■ **WHAT THE EXERCISE ASKS**: Using the entries below, output exactly the lines from the one containing "the first field." through the final line, both included, and no others.

--- DATA EXTRACT ---

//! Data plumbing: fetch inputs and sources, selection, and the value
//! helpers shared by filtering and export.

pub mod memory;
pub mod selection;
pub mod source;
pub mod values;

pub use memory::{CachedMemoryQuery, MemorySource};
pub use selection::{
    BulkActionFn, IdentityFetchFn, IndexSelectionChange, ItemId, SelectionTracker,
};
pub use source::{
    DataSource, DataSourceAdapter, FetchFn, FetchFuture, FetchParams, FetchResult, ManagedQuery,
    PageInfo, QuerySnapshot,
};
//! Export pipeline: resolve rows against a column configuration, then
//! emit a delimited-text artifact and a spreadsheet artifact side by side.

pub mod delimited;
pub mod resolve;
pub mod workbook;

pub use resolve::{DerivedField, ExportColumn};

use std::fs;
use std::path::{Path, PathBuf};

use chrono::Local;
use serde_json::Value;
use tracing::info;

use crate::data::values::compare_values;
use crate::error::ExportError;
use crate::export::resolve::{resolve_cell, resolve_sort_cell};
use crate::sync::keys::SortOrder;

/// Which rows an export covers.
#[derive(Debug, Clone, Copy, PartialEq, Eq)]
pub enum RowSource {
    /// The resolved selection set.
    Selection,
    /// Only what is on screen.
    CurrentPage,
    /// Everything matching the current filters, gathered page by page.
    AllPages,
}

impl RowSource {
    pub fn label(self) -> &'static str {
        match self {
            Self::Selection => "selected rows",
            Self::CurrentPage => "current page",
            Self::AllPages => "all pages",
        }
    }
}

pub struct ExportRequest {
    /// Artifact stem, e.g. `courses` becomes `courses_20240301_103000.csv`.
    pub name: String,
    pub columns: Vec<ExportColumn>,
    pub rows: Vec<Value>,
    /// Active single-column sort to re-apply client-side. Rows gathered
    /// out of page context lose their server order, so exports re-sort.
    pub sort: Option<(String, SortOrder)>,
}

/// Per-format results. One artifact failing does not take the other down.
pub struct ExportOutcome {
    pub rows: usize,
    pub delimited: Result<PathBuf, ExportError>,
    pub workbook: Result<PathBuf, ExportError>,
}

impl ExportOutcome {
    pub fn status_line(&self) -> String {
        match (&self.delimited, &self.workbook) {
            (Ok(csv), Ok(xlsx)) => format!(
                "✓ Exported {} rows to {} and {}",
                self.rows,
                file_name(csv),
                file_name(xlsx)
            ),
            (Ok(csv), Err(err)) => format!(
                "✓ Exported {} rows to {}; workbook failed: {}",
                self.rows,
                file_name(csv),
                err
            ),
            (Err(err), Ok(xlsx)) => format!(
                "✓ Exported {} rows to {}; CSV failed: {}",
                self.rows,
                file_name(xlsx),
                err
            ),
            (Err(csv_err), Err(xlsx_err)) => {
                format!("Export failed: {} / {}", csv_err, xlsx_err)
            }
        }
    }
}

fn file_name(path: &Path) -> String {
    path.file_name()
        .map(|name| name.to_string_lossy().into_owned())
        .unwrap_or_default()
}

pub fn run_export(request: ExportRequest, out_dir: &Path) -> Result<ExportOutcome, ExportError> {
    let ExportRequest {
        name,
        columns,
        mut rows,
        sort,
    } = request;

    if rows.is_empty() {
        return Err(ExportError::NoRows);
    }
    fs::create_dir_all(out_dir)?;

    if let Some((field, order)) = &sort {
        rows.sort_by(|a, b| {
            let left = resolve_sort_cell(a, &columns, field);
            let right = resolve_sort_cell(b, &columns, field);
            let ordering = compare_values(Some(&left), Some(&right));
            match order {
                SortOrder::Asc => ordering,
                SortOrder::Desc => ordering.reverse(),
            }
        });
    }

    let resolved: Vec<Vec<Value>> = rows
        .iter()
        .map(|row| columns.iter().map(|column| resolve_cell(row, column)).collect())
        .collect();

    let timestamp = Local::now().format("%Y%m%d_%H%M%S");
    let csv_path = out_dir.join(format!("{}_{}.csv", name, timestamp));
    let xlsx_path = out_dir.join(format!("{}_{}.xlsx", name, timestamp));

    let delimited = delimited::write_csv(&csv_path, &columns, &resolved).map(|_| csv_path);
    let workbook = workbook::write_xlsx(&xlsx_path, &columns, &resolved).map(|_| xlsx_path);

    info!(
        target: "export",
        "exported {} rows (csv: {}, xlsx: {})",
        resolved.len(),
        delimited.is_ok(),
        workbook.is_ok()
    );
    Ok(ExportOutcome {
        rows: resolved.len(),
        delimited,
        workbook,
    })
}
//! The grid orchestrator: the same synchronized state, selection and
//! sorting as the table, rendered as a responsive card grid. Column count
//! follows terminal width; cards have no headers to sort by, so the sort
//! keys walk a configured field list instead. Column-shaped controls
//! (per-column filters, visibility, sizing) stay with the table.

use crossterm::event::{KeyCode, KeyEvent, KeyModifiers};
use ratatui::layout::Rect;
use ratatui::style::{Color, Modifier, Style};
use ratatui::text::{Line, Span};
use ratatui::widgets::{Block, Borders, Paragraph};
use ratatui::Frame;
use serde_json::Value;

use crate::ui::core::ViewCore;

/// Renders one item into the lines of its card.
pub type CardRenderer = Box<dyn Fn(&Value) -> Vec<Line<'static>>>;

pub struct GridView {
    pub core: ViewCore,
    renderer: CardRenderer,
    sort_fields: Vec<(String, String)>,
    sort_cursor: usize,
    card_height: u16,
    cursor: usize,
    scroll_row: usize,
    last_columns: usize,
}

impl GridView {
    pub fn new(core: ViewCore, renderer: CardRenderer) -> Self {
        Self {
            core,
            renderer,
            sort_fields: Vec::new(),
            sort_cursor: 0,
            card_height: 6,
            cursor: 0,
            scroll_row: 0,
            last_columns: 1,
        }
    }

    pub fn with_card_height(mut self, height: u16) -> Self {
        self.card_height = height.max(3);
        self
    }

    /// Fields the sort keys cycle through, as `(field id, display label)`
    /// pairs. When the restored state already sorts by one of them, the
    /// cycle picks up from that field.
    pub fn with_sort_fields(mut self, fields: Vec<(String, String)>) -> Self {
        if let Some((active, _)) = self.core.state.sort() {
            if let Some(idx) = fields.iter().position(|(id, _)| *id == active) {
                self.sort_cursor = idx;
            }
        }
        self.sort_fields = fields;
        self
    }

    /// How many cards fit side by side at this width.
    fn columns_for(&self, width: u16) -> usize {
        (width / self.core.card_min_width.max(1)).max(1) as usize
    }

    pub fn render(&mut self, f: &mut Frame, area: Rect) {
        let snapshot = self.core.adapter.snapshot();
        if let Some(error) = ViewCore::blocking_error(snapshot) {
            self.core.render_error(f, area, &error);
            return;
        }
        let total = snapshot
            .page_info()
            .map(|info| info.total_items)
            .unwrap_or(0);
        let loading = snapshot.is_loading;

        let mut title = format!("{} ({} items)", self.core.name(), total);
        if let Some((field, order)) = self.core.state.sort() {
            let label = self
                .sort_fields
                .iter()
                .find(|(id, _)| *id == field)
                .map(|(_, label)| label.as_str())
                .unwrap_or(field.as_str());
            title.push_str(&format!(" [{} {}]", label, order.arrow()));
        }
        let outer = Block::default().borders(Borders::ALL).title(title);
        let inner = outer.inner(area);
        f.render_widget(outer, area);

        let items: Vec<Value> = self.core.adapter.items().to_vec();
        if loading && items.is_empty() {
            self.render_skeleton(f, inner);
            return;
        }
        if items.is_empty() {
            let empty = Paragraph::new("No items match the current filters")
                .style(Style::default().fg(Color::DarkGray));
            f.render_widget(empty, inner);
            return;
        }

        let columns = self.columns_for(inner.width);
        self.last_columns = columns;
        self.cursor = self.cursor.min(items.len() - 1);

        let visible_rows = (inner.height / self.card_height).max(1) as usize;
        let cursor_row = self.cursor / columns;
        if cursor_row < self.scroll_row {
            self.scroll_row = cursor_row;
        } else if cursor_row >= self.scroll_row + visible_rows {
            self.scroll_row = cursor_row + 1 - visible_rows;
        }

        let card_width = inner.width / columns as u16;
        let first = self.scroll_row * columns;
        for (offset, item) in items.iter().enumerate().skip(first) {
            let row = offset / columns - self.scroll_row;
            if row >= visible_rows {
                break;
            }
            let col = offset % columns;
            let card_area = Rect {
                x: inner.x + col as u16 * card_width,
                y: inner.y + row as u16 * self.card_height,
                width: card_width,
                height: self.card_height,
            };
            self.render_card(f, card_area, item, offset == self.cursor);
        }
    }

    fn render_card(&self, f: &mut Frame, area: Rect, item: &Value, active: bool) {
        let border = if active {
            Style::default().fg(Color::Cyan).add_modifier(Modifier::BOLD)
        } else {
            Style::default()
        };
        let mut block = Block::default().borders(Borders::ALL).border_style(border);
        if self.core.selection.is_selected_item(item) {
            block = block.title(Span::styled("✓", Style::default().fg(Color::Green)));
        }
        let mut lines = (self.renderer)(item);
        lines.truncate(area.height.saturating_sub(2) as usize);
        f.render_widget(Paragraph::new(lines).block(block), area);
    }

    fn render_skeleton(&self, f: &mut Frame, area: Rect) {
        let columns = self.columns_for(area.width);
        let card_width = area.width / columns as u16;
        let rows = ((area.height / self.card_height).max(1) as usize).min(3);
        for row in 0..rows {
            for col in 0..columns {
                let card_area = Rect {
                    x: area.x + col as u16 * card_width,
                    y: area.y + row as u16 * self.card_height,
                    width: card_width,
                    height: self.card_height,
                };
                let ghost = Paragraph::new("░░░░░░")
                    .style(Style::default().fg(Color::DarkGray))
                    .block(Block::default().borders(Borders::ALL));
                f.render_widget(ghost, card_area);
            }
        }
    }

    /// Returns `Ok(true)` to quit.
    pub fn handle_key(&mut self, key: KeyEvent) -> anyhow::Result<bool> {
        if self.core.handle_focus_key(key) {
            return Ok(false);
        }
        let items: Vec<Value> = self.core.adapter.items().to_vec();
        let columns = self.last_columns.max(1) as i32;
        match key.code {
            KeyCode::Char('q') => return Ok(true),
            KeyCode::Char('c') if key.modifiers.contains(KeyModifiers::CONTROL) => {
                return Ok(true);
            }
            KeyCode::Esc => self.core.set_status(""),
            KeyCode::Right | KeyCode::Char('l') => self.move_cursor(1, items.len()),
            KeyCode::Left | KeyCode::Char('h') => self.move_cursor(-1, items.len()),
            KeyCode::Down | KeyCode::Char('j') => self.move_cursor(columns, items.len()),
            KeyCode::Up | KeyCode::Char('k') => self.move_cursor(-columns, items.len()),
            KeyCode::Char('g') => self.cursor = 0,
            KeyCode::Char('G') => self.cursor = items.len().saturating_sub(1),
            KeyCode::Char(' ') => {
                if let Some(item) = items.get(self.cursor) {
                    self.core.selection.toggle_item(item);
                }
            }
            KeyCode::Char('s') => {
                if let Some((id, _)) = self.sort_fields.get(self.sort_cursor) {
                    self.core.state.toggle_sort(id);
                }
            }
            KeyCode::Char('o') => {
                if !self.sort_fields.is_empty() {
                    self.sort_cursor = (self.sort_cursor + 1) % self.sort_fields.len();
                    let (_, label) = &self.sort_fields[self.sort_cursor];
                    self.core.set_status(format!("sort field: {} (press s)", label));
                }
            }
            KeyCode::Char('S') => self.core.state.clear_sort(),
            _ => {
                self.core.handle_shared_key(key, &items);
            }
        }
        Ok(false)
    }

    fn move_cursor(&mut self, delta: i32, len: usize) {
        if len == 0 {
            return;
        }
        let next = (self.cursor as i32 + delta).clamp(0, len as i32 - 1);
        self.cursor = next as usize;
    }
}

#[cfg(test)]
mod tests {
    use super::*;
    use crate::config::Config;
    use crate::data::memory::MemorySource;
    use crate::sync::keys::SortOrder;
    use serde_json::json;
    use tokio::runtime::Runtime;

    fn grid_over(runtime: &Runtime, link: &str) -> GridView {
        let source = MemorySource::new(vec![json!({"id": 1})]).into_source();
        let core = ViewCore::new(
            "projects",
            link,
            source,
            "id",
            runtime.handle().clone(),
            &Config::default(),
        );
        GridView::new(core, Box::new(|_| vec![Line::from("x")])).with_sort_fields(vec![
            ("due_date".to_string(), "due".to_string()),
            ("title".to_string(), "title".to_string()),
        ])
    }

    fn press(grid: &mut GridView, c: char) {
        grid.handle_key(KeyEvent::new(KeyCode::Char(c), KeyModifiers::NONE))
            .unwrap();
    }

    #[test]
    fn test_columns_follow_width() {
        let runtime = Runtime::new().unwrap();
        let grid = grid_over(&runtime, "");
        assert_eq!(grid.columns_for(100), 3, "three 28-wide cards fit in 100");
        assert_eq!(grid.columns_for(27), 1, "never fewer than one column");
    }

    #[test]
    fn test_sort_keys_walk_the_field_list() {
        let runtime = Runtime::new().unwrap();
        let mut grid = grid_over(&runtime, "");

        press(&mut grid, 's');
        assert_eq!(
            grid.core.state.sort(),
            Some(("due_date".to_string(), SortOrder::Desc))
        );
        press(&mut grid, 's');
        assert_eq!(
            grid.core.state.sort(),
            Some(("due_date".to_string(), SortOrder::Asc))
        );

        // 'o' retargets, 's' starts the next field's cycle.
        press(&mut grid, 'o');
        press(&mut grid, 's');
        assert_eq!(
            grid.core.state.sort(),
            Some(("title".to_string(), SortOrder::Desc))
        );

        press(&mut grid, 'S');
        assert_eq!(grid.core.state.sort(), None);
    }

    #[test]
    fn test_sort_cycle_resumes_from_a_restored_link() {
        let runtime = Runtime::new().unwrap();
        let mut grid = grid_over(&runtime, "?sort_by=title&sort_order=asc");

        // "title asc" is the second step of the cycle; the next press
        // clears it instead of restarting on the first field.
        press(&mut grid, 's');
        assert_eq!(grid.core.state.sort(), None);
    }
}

---

■ **RESULT BELOW**:
        // clears it instead of restarting on the first field.
        press(&mut grid, 's');
        assert_eq!(grid.core.state.sort(), None);
    }
}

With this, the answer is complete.